Pivar claims it was that pedigree — and a recommendation from McFadden’s sister, renowned fashion designer Mary McFadden — that persuaded him to go along with the proposed sale. So when McFadden drew up a contract in May transferring ownership of the Brancusi to himself for a nominal $100,000 fee to enable the transaction, Pivar says, he signed it.

But he insists that both men understood that contract as an on-paper deal only and that proceeds of any sale to the museum or another buyer would be returned to him.

In his court filings Thursday, McFadden calls that story “false and scurrilous,” and claims the $100,000 deal was always meant to be final. His court papers paint Pivar as desperate for cash and offer a number of reasons he might have scared off buyers willing to pay more than a cut-rate price.

Among them: Pivar’s litigious history — a record that includes 13 lawsuits he has filed in the last two decades — and a troubled past with New York’s major auction houses. A month after suing McFadden this summer, Pivar filed a $6 billion lawsuit against Sotheby’s over the company’s refusal to work with him.

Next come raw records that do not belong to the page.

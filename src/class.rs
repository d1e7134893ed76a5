//! Class driver interface
//!
//! The core owns the configuration / interface / endpoint object graph.
//! When a class registers an interface, it names the [`ClassDriver`] that
//! handles the interface with a [`DriverId`], and supplies a class argument
//! that identifies the class instance. The core then calls back into that
//! driver for
//!
//! - configuration activation and deactivation,
//! - class-specific descriptors,
//! - class, vendor, and non-standard interface requests,
//! - asynchronous transfer completions on the interface's endpoints.
//!
//! Drivers aren't stored in the core. Supply all of them to every
//! [`Core::poll`](crate::usbcore::Core::poll) call.

pub mod cdc;
pub mod vendor;

use crate::{
    control::SetupPacket,
    descriptor::{DescriptorWriter, MsCompatId, MsExtProperty},
    usbcore::Core,
    Result,
};
use usb_device::{bus::UsbBus, endpoint::EndpointAddress};

/// Identifies a class driver among the drivers handed to `poll()`
#[derive(Clone, Copy, Debug, PartialEq, Eq)]
#[cfg_attr(feature = "defmt-03", derive(defmt_03::Format))]
pub struct DriverId(pub u8);

/// Lifecycle of a class instance
///
/// `None` until the instance joins a configuration, `Init` while its
/// configuration isn't active, and `Configured` while the host has it
/// selected.
#[derive(Clone, Copy, Debug, PartialEq, Eq, Default)]
#[cfg_attr(feature = "defmt-03", derive(defmt_03::Format))]
pub enum ClassState {
    #[default]
    None,
    Init,
    Configured,
}

/// Class, subclass, and protocol codes of an interface or interface group
#[derive(Clone, Copy, Debug, PartialEq, Eq)]
#[cfg_attr(feature = "defmt-03", derive(defmt_03::Format))]
pub struct InterfaceClass {
    pub code: u8,
    pub subclass: u8,
    pub protocol: u8,
}

impl InterfaceClass {
    pub const fn new(code: u8, subclass: u8, protocol: u8) -> Self {
        InterfaceClass {
            code,
            subclass,
            protocol,
        }
    }
}

/// Outcome of an asynchronous transfer
#[derive(Debug)]
pub struct TransferComplete<'a> {
    pub endpoint: EndpointAddress,
    /// For IN transfers, the data that was queued. For OUT transfers, the
    /// data that was received.
    pub buf: &'a [u8],
    /// Number of bytes requested when the transfer was armed
    pub requested: usize,
    /// Number of bytes actually transferred
    pub transferred: usize,
    /// The argument supplied when the transfer was armed
    pub arg: usize,
    pub status: Result<()>,
}

/// A USB class driver
///
/// All methods except [`id`](ClassDriver::id) have no-op defaults. Request
/// handlers return `true` when they claim the request; the core stalls the
/// control endpoint when no handler claims a request.
///
/// Handlers run from `poll()`, so they may use the synchronous control
/// transfers ([`Core::read_control_sync`], [`Core::write_control_sync`])
/// to complete a data stage.
pub trait ClassDriver<B: UsbBus> {
    /// This driver's identifier
    fn id(&self) -> DriverId;

    /// The configuration that contains one of this driver's interfaces
    /// became active.
    fn enable(&mut self, usb: &mut Core<B>, config_nbr: u8, class_arg: usize) {
        let _ = (usb, config_nbr, class_arg);
    }

    /// The configuration that contains one of this driver's interfaces
    /// was deactivated, either by the host or by a bus reset.
    fn disable(&mut self, usb: &mut Core<B>, config_nbr: u8, class_arg: usize) {
        let _ = (usb, config_nbr, class_arg);
    }

    /// The host selected a new alternate setting.
    fn alt_setting_update(
        &mut self,
        usb: &mut Core<B>,
        config_nbr: u8,
        if_nbr: u8,
        class_arg: usize,
        alt_arg: usize,
    ) {
        let _ = (usb, config_nbr, if_nbr, class_arg, alt_arg);
    }

    /// Append class-specific descriptors after an interface descriptor.
    fn interface_descriptor(
        &self,
        w: &mut DescriptorWriter,
        config_nbr: u8,
        if_nbr: u8,
        alt_nbr: u8,
        class_arg: usize,
    ) -> Result<()> {
        let _ = (w, config_nbr, if_nbr, alt_nbr, class_arg);
        Ok(())
    }

    /// Standard requests to an interface that the core doesn't handle.
    fn interface_request(
        &mut self,
        usb: &mut Core<B>,
        req: &SetupPacket,
        class_arg: usize,
    ) -> bool {
        let _ = (usb, req, class_arg);
        false
    }

    /// Class-specific requests to one of this driver's interfaces or endpoints.
    fn class_request(&mut self, usb: &mut Core<B>, req: &SetupPacket, class_arg: usize) -> bool {
        let _ = (usb, req, class_arg);
        false
    }

    /// Vendor-specific requests to one of this driver's interfaces or endpoints.
    fn vendor_request(&mut self, usb: &mut Core<B>, req: &SetupPacket, class_arg: usize) -> bool {
        let _ = (usb, req, class_arg);
        false
    }

    /// An asynchronous transfer on one of this driver's endpoints finished.
    fn transfer_complete(&mut self, usb: &mut Core<B>, class_arg: usize, xfer: &TransferComplete) {
        let _ = (usb, class_arg, xfer);
    }

    /// The Microsoft OS compat ID of the function that starts at this interface.
    fn ms_compat_id(&self, class_arg: usize) -> Option<MsCompatId> {
        let _ = class_arg;
        None
    }

    /// The Microsoft OS extended properties of this interface.
    fn ms_ext_properties(&self, class_arg: usize) -> &[MsExtProperty] {
        let _ = class_arg;
        &[]
    }
}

» READ MORE: A stolen Kiss: the tale of a missing statue, an heiress, and a flea market vendor

As for Epstein, McFadden maintains that Pivar’s public association with the financier also drove his willingness to sell at any cost to whoever was willing to buy from him.

Although the Brancusi transaction occurred months before Epstein’s July arrest mired him in scandal, Pivar has made no effort since to hide his affection for the man — or his opinion of the financier’s accusers

In an interview with Mother Jones magazine in August, Pivar described Epstein as “profoundly sick,” but insisted he knew nothing about his crimes. He mused that perhaps they weren’t as close as he thought because he never received an invitation to what Pivar described as Epstein’s “Isle of Babes,” an apparent reference to the private island in the Caribbean where the financier is alleged to have sexually assaulted underage girls.

“If Jeffrey Epstein was found guilty of fooling around with one 16-year-old trollop, nobody would pay any attention,” Pivar told the magazine. “What Jeffrey did is nothing in comparison to the rapes and the forceful things which people did. Jeffrey had to do with a bunch of women who were totally complicit.”

Asked Thursday whether he believed his association with Epstein had any effect on his ability to sell his art, Pivar declined to comment, saying he expected to file his response to McFadden’s claims in court.